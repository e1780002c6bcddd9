// src/replay.rs
//
// Frame source for recorded sessions. Each line of a `.jsonl` file is one
// FrameRecord emitted by the pose extractor:
//
//   {"timestamp": 0.033, "features": [...], "image_path": "f/0001.jpg"}
//
// Relative image paths resolve against the frame file's directory. When a
// record carries no motion energy but has an image, it is computed here
// from consecutive snapshots.

use crate::motion::{GrayFrame, MotionEnergyMeter};
use crate::pipeline::FrameInput;
use crate::types::FrameRecord;
use crate::vision_client::FrameImage;
use anyhow::{Context, Result};
use std::fs::{self, File};
use std::io::{self, BufRead, BufReader};
use std::path::{Path, PathBuf};
use tracing::{debug, info, warn};
use walkdir::WalkDir;

const FRAME_EXTENSION: &str = "jsonl";

/// One replayed frame plus what training needs beyond the loop input.
pub struct ReplayedFrame {
    pub input: FrameInput,
    pub image_ref: String,
    pub landmarks: Option<Vec<Vec<f32>>>,
}

/// `path` itself when it is a file, otherwise every `.jsonl` below it, sorted.
pub fn find_frame_files(path: &Path) -> Result<Vec<PathBuf>> {
    if path.is_file() {
        return Ok(vec![path.to_path_buf()]);
    }
    if !path.is_dir() {
        anyhow::bail!("Frame source {} does not exist", path.display());
    }

    let mut files: Vec<PathBuf> = WalkDir::new(path)
        .follow_links(true)
        .into_iter()
        .filter_map(|e| e.ok())
        .map(|e| e.into_path())
        .filter(|p| p.extension().is_some_and(|ext| ext == FRAME_EXTENSION))
        .collect();
    files.sort();

    info!("Found {} frame file(s) in {}", files.len(), path.display());
    Ok(files)
}

pub struct FrameReplay {
    lines: io::Lines<Box<dyn BufRead + Send>>,
    base_dir: PathBuf,
    meter: MotionEnergyMeter,
    line_no: usize,
}

impl FrameReplay {
    pub fn new(reader: Box<dyn BufRead + Send>, base_dir: impl Into<PathBuf>) -> Self {
        Self {
            lines: reader.lines(),
            base_dir: base_dir.into(),
            meter: MotionEnergyMeter::new(),
            line_no: 0,
        }
    }

    pub fn open(path: &Path) -> Result<Self> {
        let file =
            File::open(path).with_context(|| format!("Failed to open {}", path.display()))?;
        let base_dir = path.parent().map(Path::to_path_buf).unwrap_or_default();
        info!("Replaying frames from {}", path.display());
        Ok(Self::new(Box::new(BufReader::new(file)), base_dir))
    }

    pub fn stdin() -> Self {
        info!("Replaying frames from stdin");
        Self::new(Box::new(BufReader::new(io::stdin())), PathBuf::from("."))
    }

    fn to_frame(&mut self, record: FrameRecord) -> ReplayedFrame {
        let mut image = None;
        let mut motion_energy = record.motion_energy;
        let image_ref = record.image_path.clone().unwrap_or_default();

        if let Some(rel) = &record.image_path {
            let path = self.base_dir.join(rel);
            match fs::read(&path) {
                Ok(bytes) => {
                    if motion_energy.is_none() {
                        motion_energy = GrayFrame::from_encoded(&bytes)
                            .and_then(|gray| self.meter.update(&gray));
                    }
                    image = Some(FrameImage::Jpeg(bytes));
                }
                Err(e) => debug!("Frame image {} unavailable: {}", path.display(), e),
            }
        }

        ReplayedFrame {
            input: FrameInput {
                timestamp: record.timestamp,
                features: record.features,
                motion_energy,
                image,
            },
            image_ref,
            landmarks: record.landmarks,
        }
    }
}

impl Iterator for FrameReplay {
    type Item = ReplayedFrame;

    /// Malformed lines are skipped; a read error ends the stream.
    fn next(&mut self) -> Option<ReplayedFrame> {
        loop {
            let line = match self.lines.next()? {
                Ok(line) => line,
                Err(e) => {
                    warn!("Frame stream read failed at line {}: {}", self.line_no + 1, e);
                    return None;
                }
            };
            self.line_no += 1;

            let trimmed = line.trim();
            if trimmed.is_empty() {
                continue;
            }
            match serde_json::from_str::<FrameRecord>(trimmed) {
                Ok(record) => return Some(self.to_frame(record)),
                Err(e) => warn!("Skipping malformed frame on line {}: {}", self.line_no, e),
            }
        }
    }
}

### Task description
Line by line, copy the records exactly.

### Task result
repository e1780002c6bcddd9
// src/replay.rs
//
// Frame source for recorded sessions. Each line of a `.jsonl` file is one
// FrameRecord emitted by the pose extractor:
//
//   {"timestamp": 0.033, "features": [...], "image_path": "f/0001.jpg"}
//
// Relative image paths resolve against the frame file's directory. When a
// record carries no motion energy but has an image, it is computed here
// from consecutive snapshots.

use crate::motion::{GrayFrame, MotionEnergyMeter};
use crate::pipeline::FrameInput;
use crate::types::FrameRecord;
use crate::vision_client::FrameImage;
use anyhow::{Context, Result};
use std::fs::{self, File};
use std::io::{self, BufRead, BufReader};
use std::path::{Path, PathBuf};
use tracing::{debug, info, warn};
use walkdir::WalkDir;

const FRAME_EXTENSION: &str = "jsonl";

/// One replayed frame plus what training needs beyond the loop input.
pub struct ReplayedFrame {
    pub input: FrameInput,
    pub image_ref: String,
    pub landmarks: Option<Vec<Vec<f32>>>,
}

/// `path` itself when it is a file, otherwise every `.jsonl` below it, sorted.
pub fn find_frame_files(path: &Path) -> Result<Vec<PathBuf>> {
    if path.is_file() {
        return Ok(vec![path.to_path_buf()]);
    }
    if !path.is_dir() {
        anyhow::bail!("Frame source {} does not exist", path.display());
    }

    let mut files: Vec<PathBuf> = WalkDir::new(path)
        .follow_links(true)
        .into_iter()
        .filter_map(|e| e.ok())
        .map(|e| e.into_path())
        .filter(|p| p.extension().is_some_and(|ext| ext == FRAME_EXTENSION))
        .collect();
    files.sort();

    info!("Found {} frame file(s) in {}", files.len(), path.display());
    Ok(files)
}

pub struct FrameReplay {
    lines: io::Lines<Box<dyn BufRead + Send>>,
    base_dir: PathBuf,
    meter: MotionEnergyMeter,
    line_no: usize,
}

impl FrameReplay {
    pub fn new(reader: Box<dyn BufRead + Send>, base_dir: impl Into<PathBuf>) -> Self {
        Self {
            lines: reader.lines(),
            base_dir: base_dir.into(),
            meter: MotionEnergyMeter::new(),
            line_no: 0,
        }
    }

    pub fn open(path: &Path) -> Result<Self> {
        let file =
            File::open(path).with_context(|| format!("Failed to open {}", path.display()))?;
        let base_dir = path.parent().map(Path::to_path_buf).unwrap_or_default();
        info!("Replaying frames from {}", path.display());
        Ok(Self::new(Box::new(BufReader::new(file)), base_dir))
    }

    pub fn stdin() -> Self {
        info!("Replaying frames from stdin");
        Self::new(Box::new(BufReader::new(io::stdin())), PathBuf::from("."))
    }

    fn to_frame(&mut self, record: FrameRecord) -> ReplayedFrame {
        let mut image = None;
        let mut motion_energy = record.motion_energy;
        let image_ref = record.image_path.clone().unwrap_or_default();

        if let Some(rel) = &record.image_path {
            let path = self.base_dir.join(rel);
            match fs::read(&path) {
                Ok(bytes) => {
                    if motion_energy.is_none() {
                        motion_energy = GrayFrame::from_encoded(&bytes)
                            .and_then(|gray| self.meter.update(&gray));
                    }
                    image = Some(FrameImage::Jpeg(bytes));
                }
                Err(e) => debug!("Frame image {} unavailable: {}", path.display(), e),
            }
        }

        ReplayedFrame {
            input: FrameInput {
                timestamp: record.timestamp,
                features: record.features,
                motion_energy,
                image,
            },
            image_ref,
            landmarks: record.landmarks,
        }
    }
}

impl Iterator for FrameReplay {
    type Item = ReplayedFrame;

    /// Malformed lines are skipped; a read error ends the stream.
    fn next(&mut self) -> Option<ReplayedFrame> {
        loop {
            let line = match self.lines.next()? {
                Ok(line) => line,
                Err(e) => {
                    warn!("Frame stream read failed at line {}: {}", self.line_no + 1, e);
                    return None;
                }
            };
            self.line_no += 1;

            let trimmed = line.trim();
            if trimmed.is_empty() {
                continue;
            }
            match serde_json::from_str::<FrameRecord>(trimmed) {
                Ok(record) => return Some(self.to_frame(record)),
                Err(e) => warn!("Skipping malformed frame on line {}: {}", self.line_no, e),
            }
        }
    }
}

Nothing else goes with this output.